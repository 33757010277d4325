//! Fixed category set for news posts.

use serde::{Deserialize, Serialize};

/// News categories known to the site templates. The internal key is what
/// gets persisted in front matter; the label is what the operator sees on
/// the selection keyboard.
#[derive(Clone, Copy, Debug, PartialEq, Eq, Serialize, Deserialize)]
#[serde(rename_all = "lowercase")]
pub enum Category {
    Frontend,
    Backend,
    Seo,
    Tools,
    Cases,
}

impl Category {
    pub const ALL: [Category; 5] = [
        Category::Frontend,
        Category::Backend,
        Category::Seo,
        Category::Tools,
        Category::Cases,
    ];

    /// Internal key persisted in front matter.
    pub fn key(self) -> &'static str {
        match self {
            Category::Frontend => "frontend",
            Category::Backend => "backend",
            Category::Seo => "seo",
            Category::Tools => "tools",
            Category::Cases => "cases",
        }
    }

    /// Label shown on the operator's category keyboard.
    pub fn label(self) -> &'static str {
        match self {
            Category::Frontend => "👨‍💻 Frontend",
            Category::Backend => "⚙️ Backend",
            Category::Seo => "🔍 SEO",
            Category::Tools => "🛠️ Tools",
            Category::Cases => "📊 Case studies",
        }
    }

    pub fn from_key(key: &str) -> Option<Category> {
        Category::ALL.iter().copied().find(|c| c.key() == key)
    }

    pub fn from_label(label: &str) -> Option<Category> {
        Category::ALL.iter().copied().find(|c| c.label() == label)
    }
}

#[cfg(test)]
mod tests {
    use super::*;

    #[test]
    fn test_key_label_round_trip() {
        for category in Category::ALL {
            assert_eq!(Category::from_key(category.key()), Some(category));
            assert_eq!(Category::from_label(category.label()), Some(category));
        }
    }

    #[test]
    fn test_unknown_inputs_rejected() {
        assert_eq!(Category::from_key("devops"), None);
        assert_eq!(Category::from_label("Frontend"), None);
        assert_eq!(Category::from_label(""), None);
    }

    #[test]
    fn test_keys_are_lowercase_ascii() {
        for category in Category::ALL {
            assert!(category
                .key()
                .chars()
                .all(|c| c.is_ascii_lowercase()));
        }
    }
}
------------------------------------------------------------
| Task to complete |
The whole listing needs copying. Write it out exactly.

| Completed task |
repository 33757010277d4325
//! Fixed category set for news posts.

use serde::{Deserialize, Serialize};

/// News categories known to the site templates. The internal key is what
/// gets persisted in front matter; the label is what the operator sees on
/// the selection keyboard.
#[derive(Clone, Copy, Debug, PartialEq, Eq, Serialize, Deserialize)]
#[serde(rename_all = "lowercase")]
pub enum Category {
    Frontend,
    Backend,
    Seo,
    Tools,
    Cases,
}

impl Category {
    pub const ALL: [Category; 5] = [
        Category::Frontend,
        Category::Backend,
        Category::Seo,
        Category::Tools,
        Category::Cases,
    ];

    /// Internal key persisted in front matter.
    pub fn key(self) -> &'static str {
        match self {
            Category::Frontend => "frontend",
            Category::Backend => "backend",
            Category::Seo => "seo",
            Category::Tools => "tools",
            Category::Cases => "cases",
        }
    }

    /// Label shown on the operator's category keyboard.
    pub fn label(self) -> &'static str {
        match self {
            Category::Frontend => "👨‍💻 Frontend",
            Category::Backend => "⚙️ Backend",
            Category::Seo => "🔍 SEO",
            Category::Tools => "🛠️ Tools",
            Category::Cases => "📊 Case studies",
        }
    }

    pub fn from_key(key: &str) -> Option<Category> {
        Category::ALL.iter().copied().find(|c| c.key() == key)
    }

    pub fn from_label(label: &str) -> Option<Category> {
        Category::ALL.iter().copied().find(|c| c.label() == label)
    }
}

#[cfg(test)]
mod tests {
    use super::*;

    #[test]
    fn test_key_label_round_trip() {
        for category in Category::ALL {
            assert_eq!(Category::from_key(category.key()), Some(category));
            assert_eq!(Category::from_label(category.label()), Some(category));
        }
    }

    #[test]
    fn test_unknown_inputs_rejected() {
        assert_eq!(Category::from_key("devops"), None);
        assert_eq!(Category::from_label("Frontend"), None);
        assert_eq!(Category::from_label(""), None);
    }

    #[test]
    fn test_keys_are_lowercase_ascii() {
        for category in Category::ALL {
            assert!(category
                .key()
                .chars()
                .all(|c| c.is_ascii_lowercase()));
        }
    }
}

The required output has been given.